Since 1900, Narón has experimented a continuous steady growth, which during the 1960s and the 1970s accelerate itself due to the flourishing of the naval industry of Ferrol and Fene and the economic expansion which Spain was experiencing during those years. Narón, absorbed during those years a substantial influx of migrant workers from the most rural areas of Ferrolterra, localities such as San Sadurniño, Cedeira and Ortigueira to mention a few, including from areas of the interior, like Terra Chá in the province of Lugo. Often people came from other parts of Spain too, like people who were posted in the military sector to Ferrol, for example. This immigration rejuvenated the population structure and reinforced the development of different sectors like the construction industry, due to the necessity of housing. Those challenges transformed the area into a rural borough to become a lightly industrialized one. The lack of urban planning in the first stages of development caused a high population density in some neighbourhoods, specially those near Ferrol and the industry, following the corridor of "Estrada de Castela" which is the main artery today. The lack of provision of many utilities in the new urban areas created a town with many challenges that were completely solved during the last years (such as the connections between different neighbourhoods, the High-Voltage lines were buried and new urban developments were built in empty areas, pointing out the large development made where the new Town Hall was built, near the "Estrada de Castela". Buildings in Narón are not generally very high; only between four or five floors but some new buildings are higher, such as "As Torres", near the Highway. After the oil crisis of 1973, that economic expansion was stopped by the decline of the Shipbuilding Sector in neighbouring Ferrol, having some restructuring plans during the 1980s and early 1990s, following the Spanish accession to European Union. With the beginning of the 21st Century, Narón watched a new economy revival following the arrival of the motorway, the creation of large parks of wind mills in the Galicia, the completion of some business parks as Río do Pozo with big companies as Pull and Bear and Lidl, the Outer-Port just before the entrance of “A Ría” plus many other developments like bring cruises into Ferrolterra.

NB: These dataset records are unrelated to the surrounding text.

//! # Core Sync Poller
//!
//! Keeps the shared [`SyncState`] current by asking the core node for its
//! `/info` on a fixed interval. The relay only accepts submissions while the
//! node reports `Synced!`; any failure to get an answer counts as not synced.

use std::sync::Arc;
use std::time::Duration;

use tokio_util::sync::CancellationToken;
use tracing::{debug, info, warn};

use txsub_protocol::{CoreClient, RequestContext, SyncState};

use crate::metrics::SharedMetrics;

/// Poll the core node once and update `state`. Returns the new sync value.
pub async fn poll_once(
    client: &dyn CoreClient,
    state: &SyncState,
    metrics: &SharedMetrics,
    timeout: Duration,
) -> bool {
    let ctx = RequestContext::new().with_timeout(timeout);
    let synced = match client.info(&ctx).await {
        Ok(info) => {
            debug!(state = %info.state, ledger = ?info.ledger.as_ref().map(|l| l.num), "core info");
            info.is_synced()
        }
        Err(e) => {
            metrics.core_info_failures_total.inc();
            warn!(error = %e, "core info poll failed");
            false
        }
    };

    let was_synced = state.is_synced();
    if synced != was_synced {
        if synced {
            info!("core is synced, accepting submissions");
        } else {
            warn!("core is no longer synced, rejecting submissions");
        }
    }
    state.set_synced(synced);
    metrics.core_synced.set(i64::from(synced));
    synced
}

/// Poll until `shutdown` is cancelled. The first poll happens immediately.
pub async fn run_sync_poller(
    client: Arc<dyn CoreClient>,
    state: SyncState,
    metrics: SharedMetrics,
    interval: Duration,
    timeout: Duration,
    shutdown: CancellationToken,
) {
    let mut ticker = tokio::time::interval(interval);
    ticker.set_missed_tick_behavior(tokio::time::MissedTickBehavior::Delay);

    loop {
        tokio::select! {
            _ = shutdown.cancelled() => break,
            _ = ticker.tick() => {
                tokio::select! {
                    _ = shutdown.cancelled() => break,
                    _ = poll_once(client.as_ref(), &state, &metrics, timeout) => {}
                }
            }
        }
    }

    debug!("sync poller stopped");
}
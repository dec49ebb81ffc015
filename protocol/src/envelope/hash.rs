//! # Network-Keyed Transaction Hashing
//!
//! A transaction hash is not a hash of the envelope bytes. It is the SHA-256
//! of a `TransactionSignaturePayload`: the network id (itself the SHA-256 of
//! the network passphrase) followed by the tagged transaction body. The same
//! transaction therefore hashes differently on every network, which is what
//! keeps signatures from being replayed across networks.
//!
//! Signatures are not part of the payload, so re-signing an envelope does not
//! change its hash.
//!
//! Legacy v0 envelopes are hashed as the equivalent v1 `Transaction`. The node
//! does the same, so the hash we return is the one the node indexes.

use sha2::{Digest, Sha256};
use stellar_xdr::curr::{
    FeeBumpTransaction, FeeBumpTransactionInnerTx, Hash, Limits, MuxedAccount, Preconditions,
    Transaction, TransactionEnvelope, TransactionExt, TransactionSignaturePayload,
    TransactionSignaturePayloadTaggedTransaction, TransactionV0, WriteXdr,
};
use thiserror::Error;

/// Errors that can occur while computing a transaction hash.
#[derive(Debug, Error)]
pub enum HashError {
    /// Every network has a passphrase. An empty one is a configuration bug.
    #[error("empty network passphrase")]
    EmptyPassphrase,

    /// The signature payload could not be re-encoded as XDR.
    #[error("failed to encode signature payload: {0}")]
    Encode(#[from] stellar_xdr::curr::Error),
}

/// Compute the SHA-256 hash and return a fixed-size array.
pub fn sha256_array(data: &[u8]) -> [u8; 32] {
    let mut hasher = Sha256::new();
    hasher.update(data);
    let result = hasher.finalize();
    let mut output = [0u8; 32];
    output.copy_from_slice(&result);
    output
}

/// The 32-byte identifier of a network, derived from its passphrase.
#[derive(Debug, Clone, Copy, PartialEq, Eq)]
pub struct NetworkId([u8; 32]);

impl NetworkId {
    /// Derive the network id from a passphrase.
    pub fn from_passphrase(passphrase: &str) -> Result<Self, HashError> {
        if passphrase.is_empty() {
            return Err(HashError::EmptyPassphrase);
        }
        Ok(Self(sha256_array(passphrase.as_bytes())))
    }

    /// Raw bytes of the network id.
    pub fn as_bytes(&self) -> &[u8; 32] {
        &self.0
    }
}

/// Convert a legacy v0 transaction into the v1 shape used for hashing.
///
/// The source account becomes an ed25519 muxed account and the optional
/// time bounds become a time precondition (or no precondition at all).
pub fn transaction_from_v0(tx: &TransactionV0) -> Transaction {
    let cond = match &tx.time_bounds {
        Some(bounds) => Preconditions::Time(bounds.clone()),
        None => Preconditions::None,
    };

    Transaction {
        source_account: MuxedAccount::Ed25519(tx.source_account_ed25519.clone()),
        fee: tx.fee,
        seq_num: tx.seq_num.clone(),
        cond,
        memo: tx.memo.clone(),
        operations: tx.operations.clone(),
        ext: TransactionExt::V0,
    }
}

fn hash_payload(
    tagged_transaction: TransactionSignaturePayloadTaggedTransaction,
    network: &NetworkId,
) -> Result<[u8; 32], HashError> {
    let payload = TransactionSignaturePayload {
        network_id: Hash(*network.as_bytes()),
        tagged_transaction,
    };
    let bytes = payload.to_xdr(Limits::none())?;
    Ok(sha256_array(&bytes))
}

/// Hash a v1 transaction body on the given network.
pub fn hash_transaction(tx: &Transaction, network: &NetworkId) -> Result<[u8; 32], HashError> {
    hash_payload(
        TransactionSignaturePayloadTaggedTransaction::Tx(tx.clone()),
        network,
    )
}

/// Hash a fee-bump wrapper on the given network.
pub fn hash_fee_bump(tx: &FeeBumpTransaction, network: &NetworkId) -> Result<[u8; 32], HashError> {
    hash_payload(
        TransactionSignaturePayloadTaggedTransaction::TxFeeBump(tx.clone()),
        network,
    )
}

/// Hash the outer transaction of an envelope, whatever its variant.
pub fn hash_envelope(
    envelope: &TransactionEnvelope,
    network: &NetworkId,
) -> Result<[u8; 32], HashError> {
    match envelope {
        TransactionEnvelope::TxV0(env) => hash_transaction(&transaction_from_v0(&env.tx), network),
        TransactionEnvelope::Tx(env) => hash_transaction(&env.tx, network),
        TransactionEnvelope::TxFeeBump(env) => hash_fee_bump(&env.tx, network),
    }
}

/// Hash the transaction wrapped inside a fee-bump envelope.
///
/// Returns `None` for envelopes that are not fee bumps.
pub fn hash_inner_transaction(
    envelope: &TransactionEnvelope,
    network: &NetworkId,
) -> Result<Option<[u8; 32]>, HashError> {
    match envelope {
        TransactionEnvelope::TxFeeBump(env) => match &env.tx.inner_tx {
            FeeBumpTransactionInnerTx::Tx(inner) => hash_transaction(&inner.tx, network).map(Some),
        },
        TransactionEnvelope::TxV0(_) | TransactionEnvelope::Tx(_) => Ok(None),
    }
}

#[cfg(test)]
mod tests {
    use super::*;
    use crate::config::{PUBLIC_NETWORK_PASSPHRASE, TESTNET_PASSPHRASE};
    use crate::envelope::fixtures;

    #[test]
    fn sha256_known_vector() {
        let hash = sha256_array(b"");
        assert_eq!(
            hex::encode(hash),
            "e3b0c44298fc1c149afbf4c8996fb92427ae41e4649b934ca495991b7852b855"
        );
    }

    #[test]
    fn network_id_is_sha256_of_passphrase() {
        let id = NetworkId::from_passphrase(PUBLIC_NETWORK_PASSPHRASE).unwrap();
        assert_eq!(
            id.as_bytes(),
            &sha256_array(PUBLIC_NETWORK_PASSPHRASE.as_bytes())
        );
    }

    #[test]
    fn empty_passphrase_is_rejected() {
        assert!(matches!(
            NetworkId::from_passphrase(""),
            Err(HashError::EmptyPassphrase)
        ));
    }

    #[test]
    fn network_separates_hashes() {
        let tx = fixtures::sample_transaction(1);
        let pubnet = NetworkId::from_passphrase(PUBLIC_NETWORK_PASSPHRASE).unwrap();
        let testnet = NetworkId::from_passphrase(TESTNET_PASSPHRASE).unwrap();
        assert_ne!(
            hash_transaction(&tx, &pubnet).unwrap(),
            hash_transaction(&tx, &testnet).unwrap()
        );
    }

    #[test]
    fn v0_hashes_like_its_v1_equivalent() {
        let network = NetworkId::from_passphrase(PUBLIC_NETWORK_PASSPHRASE).unwrap();
        let v0 = fixtures::sample_transaction_v0(3);
        let converted = transaction_from_v0(&v0);

        assert!(matches!(converted.source_account, MuxedAccount::Ed25519(_)));
        assert_eq!(converted.cond, Preconditions::None);

        let envelope = fixtures::v0_envelope(3);
        assert_eq!(
            hash_envelope(&envelope, &network).unwrap(),
            hash_transaction(&converted, &network).unwrap()
        );
    }

    #[test]
    fn inner_hash_only_for_fee_bumps() {
        let network = NetworkId::from_passphrase(PUBLIC_NETWORK_PASSPHRASE).unwrap();

        let v1 = fixtures::v1_envelope(4);
        assert!(hash_inner_transaction(&v1, &network).unwrap().is_none());

        let bump = fixtures::fee_bump_envelope(4);
        let inner = hash_inner_transaction(&bump, &network)
            .unwrap()
            .expect("fee bump has an inner hash");
        // The inner hash is the hash of the wrapped v1 transaction.
        assert_eq!(inner, hash_envelope(&v1, &network).unwrap());
        assert_ne!(inner, hash_envelope(&bump, &network).unwrap());
    }
}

== Socio-cultural and economic development==
Because of the Megalithic remains of A Moura, San Mateo and O Val and the existence of hill-forts (castros), albeit in a pitiful condition, in Eiravedra, Pereiruga, Petouzal, Quintá, Revolta, San Mateo, Sequeiro, Vicás and Vilasuso, it has been established that this land has been inhabited since ancient times. In the Middle Ages, there were some small monasteries, but the most important were San Martiño de Xuvia and San Salvador de Pedroso, which were the centers of the economic, cultural and religious life of the Terra de Trasancos. An often-visited place is the Presa do Rei, located at the river Xubia. There are also two water mills from the 18th-century, with important historic-cultural value. But the most representative monument in Naron is the Romanesque Church of O Couto, which is in the ancient monastery of San Martiño de Xuvia and dates from the 12th century. The church has a basilical layout (three naves and semicircular apses). Inside, there is the Gothic grave of Rodrigo Esquío. The portico and the tower of the façade were added later, in the 18th century. It is a building of great architectural value and is notable because of the merging of different styles.

Nowadays, Narón is working towards cultural enrichment. It might also be noted that the whole area has undergone a period of worrisome economic uncertainty due to the crisis in the naval building sector, the conflicts with European legislation, and competition from Asia.